**How to complete this task:** Nothing is needed except the lines below that run from the one with "pub mod views;" through the one with "by gateway behavior.", repeated exactly.

======== Material for this exercise

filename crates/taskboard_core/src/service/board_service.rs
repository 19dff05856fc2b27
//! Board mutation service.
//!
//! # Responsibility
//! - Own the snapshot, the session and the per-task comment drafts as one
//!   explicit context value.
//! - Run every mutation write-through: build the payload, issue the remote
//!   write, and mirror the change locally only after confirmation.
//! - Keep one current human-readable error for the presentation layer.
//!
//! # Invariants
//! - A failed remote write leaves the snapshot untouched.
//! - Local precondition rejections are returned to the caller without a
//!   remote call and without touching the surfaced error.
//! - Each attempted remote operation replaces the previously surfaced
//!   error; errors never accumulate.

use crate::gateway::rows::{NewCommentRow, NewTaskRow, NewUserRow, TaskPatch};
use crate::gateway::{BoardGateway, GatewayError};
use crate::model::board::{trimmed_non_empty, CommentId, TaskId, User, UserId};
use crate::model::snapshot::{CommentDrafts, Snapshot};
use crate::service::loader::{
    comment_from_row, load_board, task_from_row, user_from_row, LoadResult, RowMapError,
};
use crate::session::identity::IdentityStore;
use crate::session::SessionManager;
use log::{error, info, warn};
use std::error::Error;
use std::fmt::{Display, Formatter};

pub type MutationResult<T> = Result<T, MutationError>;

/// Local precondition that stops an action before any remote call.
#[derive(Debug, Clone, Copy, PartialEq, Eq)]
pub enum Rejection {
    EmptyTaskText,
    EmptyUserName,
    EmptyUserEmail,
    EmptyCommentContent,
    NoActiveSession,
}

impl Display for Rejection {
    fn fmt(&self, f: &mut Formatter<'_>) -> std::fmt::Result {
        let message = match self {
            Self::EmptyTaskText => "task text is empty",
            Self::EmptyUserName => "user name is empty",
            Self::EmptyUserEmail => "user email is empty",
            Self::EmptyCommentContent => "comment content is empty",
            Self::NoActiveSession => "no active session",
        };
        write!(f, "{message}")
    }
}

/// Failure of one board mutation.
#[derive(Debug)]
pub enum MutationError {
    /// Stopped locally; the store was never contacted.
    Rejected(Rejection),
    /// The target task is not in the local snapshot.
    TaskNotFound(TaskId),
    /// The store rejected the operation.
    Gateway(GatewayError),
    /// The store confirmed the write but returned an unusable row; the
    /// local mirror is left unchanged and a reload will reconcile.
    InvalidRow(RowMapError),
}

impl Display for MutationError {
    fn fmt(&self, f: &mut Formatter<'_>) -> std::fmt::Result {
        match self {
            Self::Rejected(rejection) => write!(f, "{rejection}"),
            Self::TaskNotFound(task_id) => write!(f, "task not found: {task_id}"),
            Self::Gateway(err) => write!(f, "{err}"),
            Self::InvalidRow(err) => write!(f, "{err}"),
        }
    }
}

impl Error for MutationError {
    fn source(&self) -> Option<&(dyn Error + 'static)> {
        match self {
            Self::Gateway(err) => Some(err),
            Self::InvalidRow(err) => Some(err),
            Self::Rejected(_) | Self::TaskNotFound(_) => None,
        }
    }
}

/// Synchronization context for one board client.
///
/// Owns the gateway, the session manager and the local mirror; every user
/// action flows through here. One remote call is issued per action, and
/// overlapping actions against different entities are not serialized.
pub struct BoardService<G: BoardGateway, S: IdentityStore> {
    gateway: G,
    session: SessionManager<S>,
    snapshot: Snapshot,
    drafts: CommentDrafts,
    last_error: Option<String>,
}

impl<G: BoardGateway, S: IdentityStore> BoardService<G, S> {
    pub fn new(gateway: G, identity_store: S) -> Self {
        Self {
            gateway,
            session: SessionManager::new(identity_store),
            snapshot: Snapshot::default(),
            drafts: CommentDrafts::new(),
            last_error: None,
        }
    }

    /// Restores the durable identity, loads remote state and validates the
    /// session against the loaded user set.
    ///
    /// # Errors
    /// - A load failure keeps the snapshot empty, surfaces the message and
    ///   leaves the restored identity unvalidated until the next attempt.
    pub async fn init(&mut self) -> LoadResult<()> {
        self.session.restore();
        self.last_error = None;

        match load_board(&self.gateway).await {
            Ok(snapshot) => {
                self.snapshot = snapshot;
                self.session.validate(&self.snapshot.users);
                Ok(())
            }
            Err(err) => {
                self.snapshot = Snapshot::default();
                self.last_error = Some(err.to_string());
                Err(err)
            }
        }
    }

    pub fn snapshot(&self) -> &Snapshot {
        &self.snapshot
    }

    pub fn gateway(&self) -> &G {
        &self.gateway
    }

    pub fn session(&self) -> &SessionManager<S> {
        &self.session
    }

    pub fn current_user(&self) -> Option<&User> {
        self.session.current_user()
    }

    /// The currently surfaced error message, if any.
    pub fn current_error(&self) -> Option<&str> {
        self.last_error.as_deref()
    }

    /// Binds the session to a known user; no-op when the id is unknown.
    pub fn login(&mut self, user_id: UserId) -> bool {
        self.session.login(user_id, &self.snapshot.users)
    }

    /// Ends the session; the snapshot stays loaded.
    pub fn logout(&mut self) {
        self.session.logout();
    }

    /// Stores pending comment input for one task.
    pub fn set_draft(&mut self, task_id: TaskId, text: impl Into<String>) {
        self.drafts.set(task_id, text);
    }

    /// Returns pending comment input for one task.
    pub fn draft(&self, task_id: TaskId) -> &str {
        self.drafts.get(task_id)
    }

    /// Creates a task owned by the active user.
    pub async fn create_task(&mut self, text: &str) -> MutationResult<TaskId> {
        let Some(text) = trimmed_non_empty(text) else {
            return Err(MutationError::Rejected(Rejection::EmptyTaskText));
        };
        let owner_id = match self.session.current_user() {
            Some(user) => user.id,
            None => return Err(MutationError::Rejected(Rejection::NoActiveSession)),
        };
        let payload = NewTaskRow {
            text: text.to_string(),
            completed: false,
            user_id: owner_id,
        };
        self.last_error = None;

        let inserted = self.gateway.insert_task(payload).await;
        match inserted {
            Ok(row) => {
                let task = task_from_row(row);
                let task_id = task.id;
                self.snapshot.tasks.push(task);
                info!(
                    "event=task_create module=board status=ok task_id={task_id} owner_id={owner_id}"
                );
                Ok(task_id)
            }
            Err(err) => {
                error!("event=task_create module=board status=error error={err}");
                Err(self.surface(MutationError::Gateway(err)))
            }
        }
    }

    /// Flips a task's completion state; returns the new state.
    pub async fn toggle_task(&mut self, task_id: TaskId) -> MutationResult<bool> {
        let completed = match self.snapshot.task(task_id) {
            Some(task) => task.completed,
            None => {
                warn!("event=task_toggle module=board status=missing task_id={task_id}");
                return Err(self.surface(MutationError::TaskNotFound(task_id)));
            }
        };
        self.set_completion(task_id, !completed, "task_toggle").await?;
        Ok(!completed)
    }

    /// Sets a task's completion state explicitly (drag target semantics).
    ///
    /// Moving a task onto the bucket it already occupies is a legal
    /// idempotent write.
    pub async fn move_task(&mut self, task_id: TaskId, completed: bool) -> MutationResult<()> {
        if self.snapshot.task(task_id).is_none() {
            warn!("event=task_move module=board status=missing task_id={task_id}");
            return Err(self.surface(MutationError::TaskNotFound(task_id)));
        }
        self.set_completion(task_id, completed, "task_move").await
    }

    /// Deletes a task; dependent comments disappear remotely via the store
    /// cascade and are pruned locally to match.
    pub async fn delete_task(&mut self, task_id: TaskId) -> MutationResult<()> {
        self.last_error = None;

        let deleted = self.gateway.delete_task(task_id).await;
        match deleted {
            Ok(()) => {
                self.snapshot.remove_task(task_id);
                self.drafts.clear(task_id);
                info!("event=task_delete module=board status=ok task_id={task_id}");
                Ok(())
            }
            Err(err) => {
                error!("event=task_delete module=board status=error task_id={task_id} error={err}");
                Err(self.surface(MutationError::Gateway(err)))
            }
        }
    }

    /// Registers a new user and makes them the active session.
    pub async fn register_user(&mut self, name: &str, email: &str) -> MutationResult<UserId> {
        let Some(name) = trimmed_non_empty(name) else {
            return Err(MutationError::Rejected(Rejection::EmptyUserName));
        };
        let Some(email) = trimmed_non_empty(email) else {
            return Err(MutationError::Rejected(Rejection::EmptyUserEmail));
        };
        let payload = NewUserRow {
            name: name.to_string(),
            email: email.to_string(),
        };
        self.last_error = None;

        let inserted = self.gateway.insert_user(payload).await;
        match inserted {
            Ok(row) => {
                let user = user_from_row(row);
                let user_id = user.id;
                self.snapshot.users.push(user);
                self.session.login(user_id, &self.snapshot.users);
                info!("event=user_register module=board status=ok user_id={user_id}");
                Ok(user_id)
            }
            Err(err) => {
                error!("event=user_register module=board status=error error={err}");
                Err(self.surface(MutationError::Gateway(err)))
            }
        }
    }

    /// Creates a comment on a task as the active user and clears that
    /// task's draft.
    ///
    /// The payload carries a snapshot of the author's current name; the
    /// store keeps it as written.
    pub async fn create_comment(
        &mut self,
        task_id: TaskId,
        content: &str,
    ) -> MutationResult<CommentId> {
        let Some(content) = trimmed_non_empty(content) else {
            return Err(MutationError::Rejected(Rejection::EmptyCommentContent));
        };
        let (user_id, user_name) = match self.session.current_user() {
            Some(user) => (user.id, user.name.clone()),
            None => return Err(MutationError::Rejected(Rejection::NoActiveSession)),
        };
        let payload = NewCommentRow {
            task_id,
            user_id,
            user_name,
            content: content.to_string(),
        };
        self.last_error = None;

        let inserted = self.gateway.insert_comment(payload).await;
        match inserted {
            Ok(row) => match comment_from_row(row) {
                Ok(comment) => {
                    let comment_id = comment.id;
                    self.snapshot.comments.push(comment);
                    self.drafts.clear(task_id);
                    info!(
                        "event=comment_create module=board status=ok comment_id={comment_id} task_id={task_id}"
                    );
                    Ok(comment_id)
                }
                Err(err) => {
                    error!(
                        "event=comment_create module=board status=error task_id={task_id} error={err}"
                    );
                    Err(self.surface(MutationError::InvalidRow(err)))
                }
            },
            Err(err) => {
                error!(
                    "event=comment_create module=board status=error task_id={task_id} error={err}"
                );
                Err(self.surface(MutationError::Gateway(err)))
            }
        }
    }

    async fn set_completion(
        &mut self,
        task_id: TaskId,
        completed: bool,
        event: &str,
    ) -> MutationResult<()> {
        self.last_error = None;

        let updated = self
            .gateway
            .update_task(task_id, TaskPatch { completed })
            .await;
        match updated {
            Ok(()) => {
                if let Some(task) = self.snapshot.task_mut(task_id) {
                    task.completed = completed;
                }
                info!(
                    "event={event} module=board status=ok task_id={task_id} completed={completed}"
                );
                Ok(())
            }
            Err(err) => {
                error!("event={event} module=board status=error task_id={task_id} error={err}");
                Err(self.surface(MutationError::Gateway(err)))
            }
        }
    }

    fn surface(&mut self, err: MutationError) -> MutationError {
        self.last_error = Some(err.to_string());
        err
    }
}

================
======== Material for this exercise

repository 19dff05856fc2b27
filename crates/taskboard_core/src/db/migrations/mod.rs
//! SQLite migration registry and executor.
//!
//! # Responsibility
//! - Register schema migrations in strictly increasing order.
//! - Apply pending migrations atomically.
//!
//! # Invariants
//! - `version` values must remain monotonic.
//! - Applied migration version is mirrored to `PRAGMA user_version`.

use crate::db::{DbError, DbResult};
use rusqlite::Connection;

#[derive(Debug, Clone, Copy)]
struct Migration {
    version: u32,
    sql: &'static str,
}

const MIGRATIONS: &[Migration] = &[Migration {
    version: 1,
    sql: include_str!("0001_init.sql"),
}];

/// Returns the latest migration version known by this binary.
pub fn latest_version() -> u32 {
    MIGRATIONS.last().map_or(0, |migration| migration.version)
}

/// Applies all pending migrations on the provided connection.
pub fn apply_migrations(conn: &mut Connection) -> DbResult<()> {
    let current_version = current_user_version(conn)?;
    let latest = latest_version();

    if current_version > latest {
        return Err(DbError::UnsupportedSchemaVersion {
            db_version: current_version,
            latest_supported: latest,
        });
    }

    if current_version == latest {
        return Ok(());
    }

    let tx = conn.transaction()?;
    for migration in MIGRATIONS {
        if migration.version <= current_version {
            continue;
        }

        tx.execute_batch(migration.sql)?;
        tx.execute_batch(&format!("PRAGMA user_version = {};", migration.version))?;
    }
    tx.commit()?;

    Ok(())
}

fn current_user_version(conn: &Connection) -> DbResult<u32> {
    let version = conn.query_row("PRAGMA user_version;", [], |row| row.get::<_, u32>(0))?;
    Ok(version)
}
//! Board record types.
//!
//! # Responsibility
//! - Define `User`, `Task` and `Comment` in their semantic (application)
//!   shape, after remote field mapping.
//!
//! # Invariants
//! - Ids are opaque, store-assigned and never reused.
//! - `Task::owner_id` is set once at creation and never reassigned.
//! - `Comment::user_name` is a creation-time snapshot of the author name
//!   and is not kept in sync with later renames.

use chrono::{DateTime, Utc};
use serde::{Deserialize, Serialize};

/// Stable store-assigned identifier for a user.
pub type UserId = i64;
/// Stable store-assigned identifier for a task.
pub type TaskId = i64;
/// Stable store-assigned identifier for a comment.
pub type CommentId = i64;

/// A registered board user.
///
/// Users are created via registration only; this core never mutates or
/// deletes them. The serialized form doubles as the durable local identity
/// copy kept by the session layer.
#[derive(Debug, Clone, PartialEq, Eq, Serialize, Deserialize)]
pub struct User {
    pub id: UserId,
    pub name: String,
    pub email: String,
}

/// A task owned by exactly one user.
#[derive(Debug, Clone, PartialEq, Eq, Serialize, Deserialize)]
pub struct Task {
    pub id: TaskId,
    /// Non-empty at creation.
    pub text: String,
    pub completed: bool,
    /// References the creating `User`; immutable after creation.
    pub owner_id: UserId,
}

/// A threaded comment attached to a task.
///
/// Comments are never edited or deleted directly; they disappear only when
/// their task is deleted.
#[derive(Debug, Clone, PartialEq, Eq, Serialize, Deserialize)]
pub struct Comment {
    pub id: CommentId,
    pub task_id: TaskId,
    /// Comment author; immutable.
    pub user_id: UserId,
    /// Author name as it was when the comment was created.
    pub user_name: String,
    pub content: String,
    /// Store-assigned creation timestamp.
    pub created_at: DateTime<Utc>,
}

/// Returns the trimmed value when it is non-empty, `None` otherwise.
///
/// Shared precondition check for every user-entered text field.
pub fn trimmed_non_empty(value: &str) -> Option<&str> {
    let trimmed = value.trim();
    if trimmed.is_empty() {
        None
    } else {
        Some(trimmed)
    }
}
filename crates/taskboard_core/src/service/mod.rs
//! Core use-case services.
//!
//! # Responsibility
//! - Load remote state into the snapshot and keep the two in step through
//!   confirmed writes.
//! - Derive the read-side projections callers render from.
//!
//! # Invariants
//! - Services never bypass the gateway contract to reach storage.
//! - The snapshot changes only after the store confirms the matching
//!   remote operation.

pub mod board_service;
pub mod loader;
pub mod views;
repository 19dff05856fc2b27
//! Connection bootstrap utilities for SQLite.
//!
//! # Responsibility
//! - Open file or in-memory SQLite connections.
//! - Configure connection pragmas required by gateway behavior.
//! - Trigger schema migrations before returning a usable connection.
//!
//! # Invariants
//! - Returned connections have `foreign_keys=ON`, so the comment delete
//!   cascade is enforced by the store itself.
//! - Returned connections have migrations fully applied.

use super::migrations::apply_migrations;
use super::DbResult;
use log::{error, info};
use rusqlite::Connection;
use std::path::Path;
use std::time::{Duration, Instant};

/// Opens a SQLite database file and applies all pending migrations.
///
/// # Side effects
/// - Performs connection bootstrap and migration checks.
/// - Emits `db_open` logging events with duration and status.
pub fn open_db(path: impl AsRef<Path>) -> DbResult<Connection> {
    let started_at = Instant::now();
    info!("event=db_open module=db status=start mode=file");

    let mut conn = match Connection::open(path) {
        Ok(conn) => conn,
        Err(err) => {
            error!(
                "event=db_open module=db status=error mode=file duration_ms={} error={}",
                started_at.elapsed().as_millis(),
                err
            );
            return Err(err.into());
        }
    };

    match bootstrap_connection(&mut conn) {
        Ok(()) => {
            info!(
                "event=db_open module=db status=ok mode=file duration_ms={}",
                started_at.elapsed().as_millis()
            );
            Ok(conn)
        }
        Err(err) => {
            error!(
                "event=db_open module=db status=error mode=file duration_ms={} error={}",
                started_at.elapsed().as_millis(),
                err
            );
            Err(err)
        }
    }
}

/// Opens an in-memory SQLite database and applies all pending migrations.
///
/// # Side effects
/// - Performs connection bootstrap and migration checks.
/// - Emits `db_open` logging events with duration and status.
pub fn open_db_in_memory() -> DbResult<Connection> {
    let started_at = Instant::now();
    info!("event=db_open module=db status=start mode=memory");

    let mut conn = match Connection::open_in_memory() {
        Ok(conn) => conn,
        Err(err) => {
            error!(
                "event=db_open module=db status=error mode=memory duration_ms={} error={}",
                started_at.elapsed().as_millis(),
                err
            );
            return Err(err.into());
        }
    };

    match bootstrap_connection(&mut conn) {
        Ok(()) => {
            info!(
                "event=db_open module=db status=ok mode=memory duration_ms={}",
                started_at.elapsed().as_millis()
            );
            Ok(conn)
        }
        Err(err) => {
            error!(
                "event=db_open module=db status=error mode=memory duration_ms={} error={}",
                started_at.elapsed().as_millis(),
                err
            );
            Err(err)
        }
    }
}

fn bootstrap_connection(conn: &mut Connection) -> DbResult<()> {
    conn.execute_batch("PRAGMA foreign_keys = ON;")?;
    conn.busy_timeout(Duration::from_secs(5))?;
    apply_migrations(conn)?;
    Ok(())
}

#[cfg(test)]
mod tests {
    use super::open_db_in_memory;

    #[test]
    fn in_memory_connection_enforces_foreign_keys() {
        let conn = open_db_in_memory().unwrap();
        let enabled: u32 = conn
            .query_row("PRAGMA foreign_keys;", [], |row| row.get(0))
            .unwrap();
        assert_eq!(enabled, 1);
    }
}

================

**Finished exercise:**
pub mod views;
repository 19dff05856fc2b27
//! Connection bootstrap utilities for SQLite.
//!
//! # Responsibility
//! - Open file or in-memory SQLite connections.
//! - Configure connection pragmas required by gateway behavior.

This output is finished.